TAO L HOLDINGS: Members Receive Wind-Up Report
----------------------------------------------
The members of Tao L Holdings, Ltd. received on Jan. 21, 2016, the
liquidator's report on the company's wind-up proceedings and
property disposal.

The company's liquidator is:

          Nicola Cowan
          DMS Corporate Services Ltd.
          Telephone: (345) 946 7665
          Facsimile: (345) 949 2877
          dms House, 2nd Floor
          P.O. Box 1344 Grand Cayman KY1-1108
          Cayman Islands


TE CALEL: Shareholders Receive Wind-Up Report
---------------------------------------------
The shareholders of Te Calel Investors, Ltd. received on Jan. 14,
2016, the liquidator's report on the company's wind-up proceedings
and property disposal.

The company's liquidator is:

          Walkers Liquidations Limited
          Cayman Corporate Centre
          27 Hospital Road, George Town
          Grand Cayman KY1-9008
          Cayman Islands
          Telephone: +1 (345) 949 0100


TE CALEL PORTFOLIO: Shareholders Receive Wind-Up Report
-------------------------------------------------------
The shareholders of Te Calel Portfolio, Ltd. received on Jan. 14,
2016, the liquidator's report on the company's wind-up proceedings
and property disposal.

The company's liquidator is:

          Walkers Liquidations Limited
          Cayman Corporate Centre
          27 Hospital Road, George Town
          Grand Cayman KY1-9008
          Cayman Islands
          Telephone: +1 (345) 949 0100


===================================
D O M I N I C A N   R E P U B L I C
===================================


DOMINICAN REP: No New Trade Pacts Until Old Ones are Reviewed
-------------------------------------------------------------
Dominican Today reports that Inter-American Businesses Association
(Asine) President Leonel Castellanos said the Dominican Republic
must reformulate its foreign trade policy in the heels of what he
calls unfavorable results from the free trade agreements inked
with other Central American and Caribbean nations.

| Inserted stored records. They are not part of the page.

use std::collections::{HashMap, VecDeque};

use parking_lot::Mutex;

use crate::chunk::Chunk;

/// A page that became dead in some version `v`, waiting to be applied to its
/// owning chunk's occupancy bitmap the next time that chunk's layout
/// metadata is re-serialized.
#[derive(Debug, Clone, Copy)]
pub struct RemovedPageInfo {
    pub chunk_id: u32,
    pub page_no: u32,
    pub page_len: u64,
    pub version: u64,
}

/// Tracks every known chunk plus the bookkeeping the commit and compaction
/// paths need: a removed-page queue awaiting occupancy accounting, and a
/// dead-chunk deque awaiting physical reclamation.
#[derive(Default)]
pub struct ChunkRegistry {
    inner: Mutex<ChunkRegistryInner>,
}

#[derive(Default)]
struct ChunkRegistryInner {
    chunks: HashMap<u32, Chunk>,
    removed_pages: VecDeque<RemovedPageInfo>,
    dead_chunks: VecDeque<u32>,
    last_chunk_id: u32,
}

impl ChunkRegistry {
    pub fn new() -> Self {
        Self::default()
    }

    pub fn insert(&self, chunk: Chunk) {
        let mut inner = self.inner.lock();
        inner.last_chunk_id = inner.last_chunk_id.max(chunk.id);
        inner.chunks.insert(chunk.id, chunk);
    }

    pub fn get(&self, id: u32) -> Option<Chunk> {
        self.inner.lock().chunks.get(&id).cloned()
    }

    pub fn contains(&self, id: u32) -> bool {
        self.inner.lock().chunks.contains_key(&id)
    }

    pub fn remove(&self, id: u32) -> Option<Chunk> {
        self.inner.lock().chunks.remove(&id)
    }

    pub fn len(&self) -> usize {
        self.inner.lock().chunks.len()
    }

    pub fn is_empty(&self) -> bool {
        self.len() == 0
    }

    pub fn ids(&self) -> Vec<u32> {
        self.inner.lock().chunks.keys().copied().collect()
    }

    /// Allocates the next chunk id, wrapping modulo [`crate::consts::MAX_ID`]
    /// and skipping ids already present. An id collision with an *unsaved*
    /// chunk is fatal (spec's documented, intentional panic on wraparound).
    pub fn allocate_chunk_id(&self) -> u32 {
        let mut inner = self.inner.lock();
        loop {
            inner.last_chunk_id = inner.last_chunk_id.wrapping_add(1);
            if inner.last_chunk_id == 0 {
                inner.last_chunk_id = 1;
            }
            if !inner.chunks.contains_key(&inner.last_chunk_id) {
                return inner.last_chunk_id;
            }
        }
    }

    pub fn account_for_removed_page(&self, info: RemovedPageInfo) {
        self.inner.lock().removed_pages.push_back(info);
    }

    /// Applies every queued removed-page record from a version strictly
    /// before `v` to its owning chunk's occupancy, returning the ids of
    /// chunks whose layout metadata therefore needs to be rewritten.
    pub fn accept_chunk_occupancy_changes(&self, time: u64, v: u64) -> Vec<u32> {
        let mut inner = self.inner.lock();
        let mut touched = Vec::new();
        let mut remaining = VecDeque::new();
        while let Some(info) = inner.removed_pages.pop_front() {
            if info.version >= v {
                remaining.push_back(info);
                continue;
            }
            if let Some(chunk) = inner.chunks.get_mut(&info.chunk_id) {
                let became_dead = chunk.mark_page_dead(info.page_no, info.page_len, time, v);
                touched.push(info.chunk_id);
                if became_dead {
                    inner.dead_chunks.push_back(info.chunk_id);
                }
            }
        }
        inner.removed_pages = remaining;
        touched.sort_unstable();
        touched.dedup();
        touched
    }

    /// Drops every dead chunk old enough that no reader below
    /// `oldest_version_to_keep` still needs it, returning the reclaimed
    /// chunks so the caller can free their file-level blocks.
    pub fn drop_unused_chunks(&self, now: u64, retention_time: u64, oldest_version_to_keep: u64) -> Vec<Chunk> {
        let mut inner = self.inner.lock();
        let mut reclaimed = Vec::new();
        let mut remaining = VecDeque::new();
        while let Some(id) = inner.dead_chunks.pop_front() {
            let reclaim = inner
                .chunks
                .get(&id)
                .map(|c| c.is_reclaimable(now, retention_time, oldest_version_to_keep))
                .unwrap_or(false);
            if reclaim {
                if let Some(chunk) = inner.chunks.remove(&id) {
                    reclaimed.push(chunk);
                }
            } else {
                remaining.push_back(id);
            }
        }
        inner.dead_chunks = remaining;
        reclaimed
    }

    /// Discards every known chunk and pending bookkeeping, used when
    /// recovery gives up on a corrupt chunk chain and opens empty.
    pub fn clear(&self) {
        let mut inner = self.inner.lock();
        inner.chunks.clear();
        inner.removed_pages.clear();
        inner.dead_chunks.clear();
        inner.last_chunk_id = 0;
    }
}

Mr. Castellanos supports the positon by the Haina Industries and
Companies Association, which opposes entering into more free trade
pacts until the country reviews those it already signed, according
to Dominican Today.

The report notes that Mr. Castellanos, interviewed by newspaper
Hoy, said Dominican Republic's trade balance is still unfavorable
because the country lacks a foreign trade policy that promotes
exports and makes productive sectors competitive compared with its
rivals, despite similar economies.

Mr. Castellanos said it's a "shame" the country has a trade
deficit with other nations despite having posted the highest
economic growth in the Latin American region, the report relays.
"That forces us to examine ourselves within," Mr. Castellanos
added.

Among the factors Mr. Castellanos says make the country
uncompetitive the business leader listed  problems of transport, a
failed electricity service, expensive fuels, obsolete Labor Code
and the lack of regulation to verify the quality of products
entering the country, the report says.

As reported in the Troubled Company Reporter-Latin America on
Dec. 3, 2015, Fitch Ratings affirmed the Dominican Republic's
long-term foreign and local currency Issuer Default Ratings (IDRs)
at 'B+'.  The Rating Outlooks on the long-term IDRs are revised to
Positive from Stable. The issue ratings on the Dominican
Republic's senior unsecured foreign and local currency bonds are
affirmed at 'B+'. The Country Ceiling is affirmed at 'BB-' and the
short-term foreign currency IDR at 'B'.


===========
M E X I C O
===========


COBRE DEL MAYO: Moody's Affirms Ca CFR; Outlook Stable
------------------------------------------------------
Moody's Investors Service has affirmed Cobre del Mayo, S.A. de
C.V.'s Ca Corporate Family Rating.  The affirmation follows the
completion and settlement of the company's tender offer for its
USD 217 million, 10.75% senior unsecured global notes due in 2018.
The outlook is stable.

                         RATINGS RATIONALE

The affirmation of Cobre del Mayo's Ca rating reflects the
settlement, on Feb. 9, 2016, of the tender offer for its USD 217
million notes due 2018.  The exchange resulted in the retire of
around 95% of the total outstanding amount, in which bondholders
of the notes consented and tendered faced a 45% loss.  Given the
significant discount to par, Moody's considered the transaction as
a distressed exchange and an event of default.  The new notes are
senior secured obligations due in 2021.  In addition to the USD
113 million related with the tender offer, Cobre del Mayo also
converted around USD 18 million in accrued interests and a loan
from shareholders into the 2021 notes.  Therefore, Moody's
estimates that some USD130 million are now outstanding under the
2021 senior secured notes.  Additionally, the company still has
about USD 11.8 million in remaining notes due 2018.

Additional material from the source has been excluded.